KOFÇAZ'DA AZİZ ZENGİN

Aziz Zengin'le öyle veya böyle yılların yılı tanışırız.
Ben her ne kadar tanımıyor, tanışmıyor gibi bir pozisyonda rol almış görünsem de…
Şurda burda yığınla insanla tebelleş olurken burnumun dibinde akıp giden insan selinin kimliğini, niteliğini, niceliğini kaçırsam da…
Yaşıyoruz.
Bir yerlerde karşılaşıyoruz.
Geçmişimiz var, bugünümüz var, geleceğimiz de cabası… Garantimiz olmasa da…
Aziz'le zaman içinde değişik mekânlarda birliktelikler yaşamışız, birlikte olmuş, bazen duyguları, bazen kadehleri, bazen söyleşileri, birliktelikleri, gün olup düşünceleri, idealleri paylaşmışız.
Bazen burun buruna, bazen gönül gönüle, bazen emek emeğe…
Bir nedenle ilçeye, Kofçaz'a gittiğimde… "Hasan hocam!
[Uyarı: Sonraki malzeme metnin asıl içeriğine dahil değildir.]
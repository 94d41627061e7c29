//! Decoder and session properties over arbitrary byte streams.
//!
//! - valid frames decode to exactly the encoded integer
//! - frame-shaped slices with a bad prefix, marker or suffix never yield a sample
//! - splitting a stream into arbitrary chunks does not change what gets dispatched

use std::time::{Duration, Instant};

use proptest::prelude::*;
use weigher_core::mocks::MemorySink;
use weigher_core::{
    DispatchOutcome, DispatchPolicy, Dispatcher, Identity, PolicyCfg, RawBuffer, Scan, Session,
    StabilityCfg, encode_frame, is_valid_frame, parse_weight, scan,
};

fn dispatcher(sink: MemorySink) -> Dispatcher<MemorySink> {
    Dispatcher::new(
        DispatchPolicy::new(PolicyCfg {
            min_send_interval: Duration::ZERO,
        }),
        sink,
        Identity {
            source_id: "PC-1".into(),
            group_id: "SITE".into(),
        },
    )
}

fn run_chunked(stream: &[u8], sizes: &[usize]) -> (Vec<DispatchOutcome>, Vec<i32>) {
    let sink = MemorySink::new();
    let d = dispatcher(sink.clone());
    let mut session = Session::new(StabilityCfg::default(), 100);
    let now = Instant::now();
    let mut out = Vec::new();
    let mut rest = stream;
    let mut sizes = sizes.iter().copied().cycle();
    while !rest.is_empty() {
        let n = sizes.next().unwrap_or(rest.len()).clamp(1, rest.len());
        let (head, tail) = rest.split_at(n);
        out.extend(session.ingest(head, &d, now));
        rest = tail;
    }
    (out, sink.weights())
}

/// Well-formed frames with garbage between them: three stable runs
/// (1250, -40 rejected, 0 accepted) and a noisy tail that never settles.
fn mixed_stream() -> Vec<u8> {
    let mut s = Vec::new();
    s.extend_from_slice(b"XX");
    for _ in 0..3 {
        s.extend_from_slice(b"ww   1250kg");
    }
    s.extend_from_slice(b"YYw");
    for _ in 0..3 {
        s.extend_from_slice(b"wn    -40kg");
    }
    s.extend_from_slice(b"\r\n");
    for _ in 0..3 {
        s.extend_from_slice(b"ww      0kg");
    }
    s.extend_from_slice(b"ww    100kgww    300kgww    500kg");
    s
}

const SHORT_FRAME_STREAM: &[u8] = b"XXww  1 00kgYYwn 1-5 kgww  1 00kgww  1 00kg";

#[test]
fn mixed_stream_in_one_chunk() {
    let stream = mixed_stream();
    let (out, weights) = run_chunked(&stream, &[stream.len()]);
    assert_eq!(out.len(), 3);
    assert_eq!(out[0], DispatchOutcome::Recorded(1250));
    assert!(matches!(out[1], DispatchOutcome::Rejected { weight: -40, .. }));
    assert_eq!(out[2], DispatchOutcome::Recorded(0));
    assert_eq!(weights, vec![1250, 0]);
}

#[test]
fn short_frames_in_stream_yield_nothing() {
    // every 'w' run in this stream is ten bytes long, so no candidate validates
    let (out, weights) = run_chunked(SHORT_FRAME_STREAM, &[SHORT_FRAME_STREAM.len()]);
    assert!(out.is_empty());
    assert!(weights.is_empty());
}

#[test]
fn two_hundred_garbage_bytes_do_not_accumulate() {
    let mut buf = RawBuffer::new(100);
    for _ in 0..4 {
        buf.extend(&[b'Z'; 50]);
        assert_eq!(buf.next_sample(), None);
        assert!(buf.len() <= 100);
    }
    assert!(buf.len() <= 100);
    // resyncs on the next good frame
    buf.extend(b"ww     77kg");
    assert_eq!(buf.next_sample(), Some(77));
}

proptest! {
    #[test]
    fn chunking_does_not_change_dispatches(sizes in proptest::collection::vec(1usize..16, 1..24)) {
        let stream = mixed_stream();
        let whole = run_chunked(&stream, &[stream.len()]);
        prop_assert_eq!(run_chunked(&stream, &sizes), whole);
    }

    #[test]
    fn chunking_the_short_frame_stream_is_stable(sizes in proptest::collection::vec(1usize..12, 1..12)) {
        let whole = run_chunked(SHORT_FRAME_STREAM, &[SHORT_FRAME_STREAM.len()]);
        prop_assert_eq!(run_chunked(SHORT_FRAME_STREAM, &sizes), whole);
    }

    #[test]
    fn encoded_frames_decode_exactly(w in -999_999i32..=9_999_999) {
        let frame = encode_frame(w).expect("fits in seven characters");
        prop_assert!(is_valid_frame(&frame));
        prop_assert_eq!(parse_weight(&frame), Ok(w));
        let again = encode_frame(parse_weight(&frame).unwrap()).unwrap();
        prop_assert_eq!(&again[2..9], &frame[2..9]);
    }

    #[test]
    fn nonconforming_slices_never_decode(
        field in proptest::collection::vec(any::<u8>(), 7),
        b0 in any::<u8>(),
        b1 in any::<u8>(),
        suffix in proptest::collection::vec(any::<u8>(), 2),
    ) {
        prop_assume!(b0 != b'w' || !matches!(b1, b'w' | b'n') || suffix != b"kg");
        let mut cand = vec![b0, b1];
        cand.extend_from_slice(&field);
        cand.extend_from_slice(&suffix);
        prop_assert!(!is_valid_frame(&cand));
        // a lone 11-byte slice only ever matches at offset 0
        prop_assert_eq!(scan(&cand), Scan::Incomplete);
    }

    #[test]
    fn garbage_never_panics_the_buffer(bytes in proptest::collection::vec(any::<u8>(), 0..400)) {
        let mut buf = RawBuffer::new(100);
        for chunk in bytes.chunks(7) {
            buf.extend(chunk);
            while buf.next_sample().is_some() {}
            prop_assert!(buf.len() <= 100 + 7);
        }
    }
}
//! Console + optional file logging.
//!
//! `RUST_LOG` wins over `--log-level`, which wins over `[logging].level`.

use std::path::Path;

use eyre::WrapErr;
use tracing_subscriber::{EnvFilter, Layer, Registry, fmt, prelude::*};

use crate::cli::FILE_GUARD;

type BoxedLayer = Box<dyn Layer<Registry> + Send + Sync>;

pub fn init(cfg: &weigher_config::Logging, cli_level: Option<&str>, json: bool) -> eyre::Result<()> {
    let level = cli_level
        .or(cfg.level.as_deref())
        .unwrap_or("info")
        .to_string();
    let filter = EnvFilter::try_from_default_env()
        .or_else(|_| EnvFilter::try_new(&level))
        .wrap_err_with(|| format!("invalid log level {level:?}"))?;

    let mut layers: Vec<BoxedLayer> = Vec::new();

    // stdout carries command output; logs go to stderr
    let console = fmt::layer().with_writer(std::io::stderr).with_target(false);
    layers.push(if json {
        console.json().boxed()
    } else {
        console.boxed()
    });

    if let Some(file) = cfg.file.as_deref() {
        let path = Path::new(file);
        let dir = path
            .parent()
            .filter(|p| !p.as_os_str().is_empty())
            .unwrap_or_else(|| Path::new("."));
        let name = path
            .file_name()
            .ok_or_else(|| eyre::eyre!("logging.file {file:?} has no file name"))?;
        std::fs::create_dir_all(dir).wrap_err_with(|| format!("create log dir {dir:?}"))?;
        let appender = match cfg.rotation.as_deref().unwrap_or("never") {
            "daily" => tracing_appender::rolling::daily(dir, name),
            "hourly" => tracing_appender::rolling::hourly(dir, name),
            _ => tracing_appender::rolling::never(dir, name),
        };
        let (writer, guard) = tracing_appender::non_blocking(appender);
        let _ = FILE_GUARD.set(guard);
        let file_layer = fmt::layer().with_writer(writer).with_ansi(false);
        layers.push(if cfg.json {
            file_layer.json().boxed()
        } else {
            file_layer.boxed()
        });
    }

    tracing_subscriber::registry()
        .with(layers)
        .with(filter)
        .try_init()
        .wrap_err("install tracing subscriber")?;
    Ok(())
}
Gel, çay içelim!" dedi.
Kahvehaneye girdik. Aziz Zengin'le bir kere daha tanıştık.
Adliye zabıt yazmanlığından emekli olmuş. Yazmanlığı askerde öğrenmiş. Tıpkı Derviş Kemal gibi.
Jandarma olarak yaptığı askerlikte yazmanmış.
Ortaokulu Kofçaz'da okumuş ve polisliğe başvurmuş. Sınavlara çağrılmış…
Kazanmış ama…
80 öncesi olaylarda, günlük arenada çok polis vuruluyor.  O yüzden, babası göndermiyor.
Askerliği bitirip gelmiş, askerde de yazmanlığı öğrenmiş ya… Zabıt yazmanlı için dilekçe vermiş.
Böyle başlamış adliye yazmanlığı.
Vize, Demirköy ve Kırklareli'de geçici görevlerden sonra Kofçaz'a gelmiş ve kadrolu olarak sürdürmüş mesleğini.
2003'te emekli olmuş.
"2003'te emekli olduğumda mazot 800 liraydı.
Buğday 500 liraydı.
Üzerinden on yıl geçti. Bugün 2013'te mazot 4,5 lira, buğday tüccarda 5,5 lira. Nereye gidiyor bu memleket hocam?" diyor.
"Karaumur'da büyük camide bir cenazedeyiz. 250 gramlık bir su aldım, 75 kuruş verdim. Su satan kişiye de, 'yahu, bu ülkede sütün litresi 75 kuruş. Sen 250 gramlık suyu bir litre süt ederine veriyorsun' dedim. Ağırıma gidiyor hocam."
"İşin daha da kötüsü, bazen aynı suyu 50 kuruşa veriyorlar da tuvalete gittiğinde onu boşaltmak 1 lira. Burada ayrı bir tezat," dedim
Birkaç yıl önce Aziz'le Karaumur caddesinde karşılaşmıştık ta… "Artık tahammül edemiyorum hocam. Bu gidişat karşısında silahı elime alıp terörist olmak geliyor içimden!" demişti de…
"Hiç olur mu öyle şey! Sabredeceğiz ve akıllı, mantıklı davranacağız!" demiştim.
Canına geçiyor insanın. Gidişat, özellikle Trakya'nın duyarlı insanlarını çok yoruyor.
Dana çok sabırlı olmasa, kuyruğu koptu kopacak.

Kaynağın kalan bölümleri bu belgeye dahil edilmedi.